• DESCRIPTION OF THE TASK:
Lines in the listing below that include the word "endpoints" need to be copied.
-- Opening Marker --
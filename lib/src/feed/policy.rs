use chrono::{Datelike, Duration, NaiveDateTime, NaiveTime};
use serde::{Deserialize, Serialize};

use crate::feed::event::{MonthDay, RawEvent, ResolvedEvent};

// How many years ahead to look for a date that exists: covers leap days.
const YEAR_SEARCH: i32 = 8;

/// How yearless dates get a year, and which resolved events are shown.
#[derive(Debug, Default, Copy, Clone, PartialEq, Eq, Deserialize, Serialize)]
#[serde(rename_all = "lowercase")]
pub enum FeedPolicy {
    /// Dates already past this year roll over to the next. Only events at or
    /// after now are shown.
    #[default]
    Upcoming,
    /// Dates stay in the current year. Events ended within the given number of
    /// days are still shown.
    Grace(u32),
}

impl FeedPolicy {
    /// Gives `date` a concrete year relative to `now`, at midnight.
    ///
    /// A date that doesn't exist in the current year (a leap day) takes the
    /// next year in which it does.
    pub fn resolve(&self, date: MonthDay, now: NaiveDateTime) -> Option<NaiveDateTime> {
        let mut years = (now.year()..now.year() + YEAR_SEARCH)
            .filter_map(|year| date.in_year(year))
            .map(|date| date.and_time(NaiveTime::MIN));

        match self {
            FeedPolicy::Upcoming => years.find(|candidate| *candidate >= now),
            FeedPolicy::Grace(_) => years.next(),
        }
    }

    /// Whether an event resolved to `date` is shown at `now`.
    ///
    /// A grace window reaching past the earliest representable date keeps
    /// everything before `now`.
    pub fn retains(&self, date: NaiveDateTime, now: NaiveDateTime) -> bool {
        match *self {
            FeedPolicy::Upcoming => date >= now,
            FeedPolicy::Grace(days) => Duration::try_days(days.into())
                .and_then(|window| now.checked_sub_signed(window))
                .map_or(true, |start| date >= start),
        }
    }

    /// Resolves, filters, and sorts `events` by date. Events with equal dates
    /// keep their feed order. Events with malformed dates are skipped.
    pub fn apply(&self, events: Vec<RawEvent>, now: NaiveDateTime) -> Vec<ResolvedEvent> {
        let mut resolved: Vec<ResolvedEvent> = events.into_iter()
            .filter_map(|event| {
                let month_day = match event.date.parse::<MonthDay>() {
                    Ok(month_day) => month_day,
                    Err(e) => {
                        tracing::warn!(date = %event.date, "skipping event: {}", e.message());
                        return None;
                    }
                };

                let Some(date) = self.resolve(month_day, now) else {
                    tracing::warn!(date = %month_day, "skipping event: no year found for date");
                    return None;
                };

                Some(ResolvedEvent { event, date })
            })
            .filter(|resolved| self.retains(resolved.date, now))
            .collect();

        resolved.sort_by_key(|resolved| resolved.date);
        resolved
    }
}
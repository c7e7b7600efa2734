use tokio::task::LocalSet;

use stitch::error::Result;

use crate::site::Seamstress;

mod config;
mod site;

pub const CONFIG_FILE: &str = "seamstress.toml";

mod flags {
    use std::path::PathBuf;

    xflags::xflags! {
        /// Composes a static site's pages from shared partials.
        cmd seamstress {
            /// Log debug output. `RUST_LOG` takes precedence.
            optional -v, --verbose

            /// Compose every page under `input` into `output`.
            cmd build {
                required input: PathBuf
                required output: PathBuf
                /// Render the event feed as of `YYYY-MM-DD[THH:MM[:SS]]`.
                optional --now now: String
                /// The locale to render the event feed in.
                optional --locale locale: String
            }

            /// Print the rendered event feed of the site at `input`.
            cmd events {
                required input: PathBuf
                optional --now now: String
                optional --locale locale: String
            }
        }
    }
}

fn init_logging(verbose: bool) {
    use tracing_subscriber::EnvFilter;

    let level = if verbose { "debug" } else { "info" };
    let filter = EnvFilter::try_from_default_env().unwrap_or_else(|_| EnvFilter::new(level));
    let _ = tracing_subscriber::fmt()
        .with_env_filter(filter)
        .with_writer(std::io::stderr)
        .compact()
        .try_init();
}

async fn run(flags: flags::Seamstress) -> Result<()> {
    match flags.subcommand {
        flags::SeamstressCmd::Build(cmd) => {
            let site = Seamstress::new(&cmd.input, cmd.now.as_deref(), cmd.locale.as_deref())?;
            let summary = site.build(&cmd.output).await?;
            tracing::info!(?summary, output = %cmd.output.display(), "site built");
        }
        flags::SeamstressCmd::Events(cmd) => {
            let site = Seamstress::new(&cmd.input, cmd.now.as_deref(), cmd.locale.as_deref())?;
            let (state, container) = site.render_events().await?;
            tracing::debug!(?state, "rendered event feed");
            println!("{}", container.html());
        }
    }

    Ok(())
}

pub fn main() {
    let flags = flags::Seamstress::from_env_or_exit();
    init_logging(flags.verbose);

    let result = tokio::runtime::Builder::new_current_thread()
        .build()
        .map_err(stitch::error::Error::from)
        .and_then(|runtime| LocalSet::new().block_on(&runtime, run(flags)));

    if let Err(e) = result {
        println!("error: {e}");
        std::process::exit(1);
    }
}
//! An owned, mutable HTML tree.
//!
//! Documents are parsed with an HTML5 parser and converted into plain owned
//! [`Node`]s which can be freely cloned, spliced, and serialized back out.
//! `<script>` elements become [`Snippet`]s so that their activation state can
//! be tracked across cloning and insertion.

mod node;
mod parse;
mod serialize;

use std::sync::Arc;

pub use node::*;
pub use serialize::to_html;

#[derive(Debug, Clone, Default, PartialEq)]
pub struct Document {
    pub doctype: Option<Arc<str>>,
    pub nodes: Vec<Node>,
}

impl Document {
    /// Parses a complete HTML document. Parsing never fails; malformed input
    /// is recovered from the way a browser would.
    pub fn parse(html: &str) -> Document {
        parse::document(html)
    }

    /// Parses `html` as the contents of an element, returning its nodes.
    pub fn parse_fragment(html: &str) -> Vec<Node> {
        parse::fragment(html)
    }

    pub fn walk<'a>(&'a self, f: &mut dyn FnMut(&'a Element)) {
        walk(&self.nodes, f)
    }

    pub fn walk_mut(&mut self, f: &mut dyn FnMut(&mut Element)) {
        walk_mut(&mut self.nodes, f)
    }

    pub fn select(&self, pred: impl Fn(&Element) -> bool) -> Vec<&Element> {
        let mut found = vec![];
        self.walk(&mut |e| if pred(e) { found.push(e) });
        found
    }

    pub fn get_by_id(&self, id: &str) -> Option<&Element> {
        self.select(|e| e.id() == Some(id)).into_iter().next()
    }

    /// Applies `f` to the first element with id `id`. Returns `false` if there
    /// is no such element.
    pub fn with_id_mut<F: FnOnce(&mut Element)>(&mut self, id: &str, f: F) -> bool {
        let mut f = Some(f);
        self.walk_mut(&mut |e| {
            if e.id() == Some(id) {
                if let Some(f) = f.take() {
                    f(e);
                }
            }
        });

        f.is_none()
    }

    pub fn snippets(&self) -> Vec<&Snippet> {
        snippets(&self.nodes)
    }

    pub fn text(&self) -> String {
        let mut string = String::new();
        node::collect_text(&self.nodes, &mut string);
        string
    }
}
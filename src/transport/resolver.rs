//! Name resolution port.
//!
//! The session never touches DNS directly; it asks a [`Resolver`] for the
//! candidate [`Endpoint`]s of a host/service pair and tries them in order.

// ============================================================================
// Imports
// ============================================================================

use std::fmt;
use std::net::SocketAddr;

use async_trait::async_trait;
use tokio::net::lookup_host;
use tracing::debug;

use crate::error::{Error, Result};

// ============================================================================
// Endpoint
// ============================================================================

/// A connectable candidate produced by a [`Resolver`].
///
/// Carries the host name it was resolved from so that encrypted transports
/// can validate the peer certificate against it.
#[derive(Debug, Clone, PartialEq, Eq, Hash)]
pub struct Endpoint {
    host: String,
    addr: SocketAddr,
}

impl Endpoint {
    /// Creates an endpoint for `host` at `addr`.
    #[inline]
    #[must_use]
    pub fn new(host: impl Into<String>, addr: SocketAddr) -> Self {
        Self {
            host: host.into(),
            addr,
        }
    }

    /// Returns the host name this endpoint was resolved from.
    #[inline]
    #[must_use]
    pub fn host(&self) -> &str {
        &self.host
    }

    /// Returns the socket address to connect to.
    #[inline]
    #[must_use]
    pub const fn addr(&self) -> SocketAddr {
        self.addr
    }
}

impl fmt::Display for Endpoint {
    fn fmt(&self, f: &mut fmt::Formatter<'_>) -> fmt::Result {
        write!(f, "{} ({})", self.host, self.addr)
    }
}

// ============================================================================
// Resolver
// ============================================================================

/// Translates a host/service pair into connectable endpoints.
///
/// Implementations must return candidates in preference order. An empty
/// list is treated by the session as a resolution failure.
#[async_trait]
pub trait Resolver: Send + Sync + 'static {
    /// Resolves `host` and `service` (a port number or well-known name).
    ///
    /// # Errors
    ///
    /// Returns [`Error::Resolve`] if the lookup fails.
    async fn resolve(&self, host: &str, service: &str) -> Result<Vec<Endpoint>>;
}

// ============================================================================
// DnsResolver
// ============================================================================

/// Resolver backed by the operating system via [`tokio::net::lookup_host`].
#[derive(Debug, Clone, Copy, Default)]
pub struct DnsResolver;

impl DnsResolver {
    /// Creates a new system resolver.
    #[inline]
    #[must_use]
    pub const fn new() -> Self {
        Self
    }
}

#[async_trait]
impl Resolver for DnsResolver {
    async fn resolve(&self, host: &str, service: &str) -> Result<Vec<Endpoint>> {
        let port = service_port(service)
            .ok_or_else(|| Error::resolve(host, service, "unknown service"))?;

        let addrs = lookup_host((host, port))
            .await
            .map_err(|e| Error::resolve(host, service, e.to_string()))?;

        let endpoints: Vec<Endpoint> = addrs.map(|addr| Endpoint::new(host, addr)).collect();

        debug!(host, service, count = endpoints.len(), "Resolved endpoints");

        Ok(endpoints)
    }
}

/// Maps a service to a port number.
///
/// Accepts numeric ports and the names of the schemes a WebSocket URL can
/// carry.
fn service_port(service: &str) -> Option<u16> {
    match service {
        "http" | "ws" => Some(80),
        "https" | "wss" => Some(443),
        other => other.parse().ok(),
    }
}

// ============================================================================
// Tests
// ============================================================================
-- Closing Marker --
• COMPLETED EXERCISE:
/// Translates a host/service pair into connectable endpoints.
        let endpoints: Vec<Endpoint> = addrs.map(|addr| Endpoint::new(host, addr)).collect();
        debug!(host, service, count = endpoints.len(), "Resolved endpoints");
        Ok(endpoints)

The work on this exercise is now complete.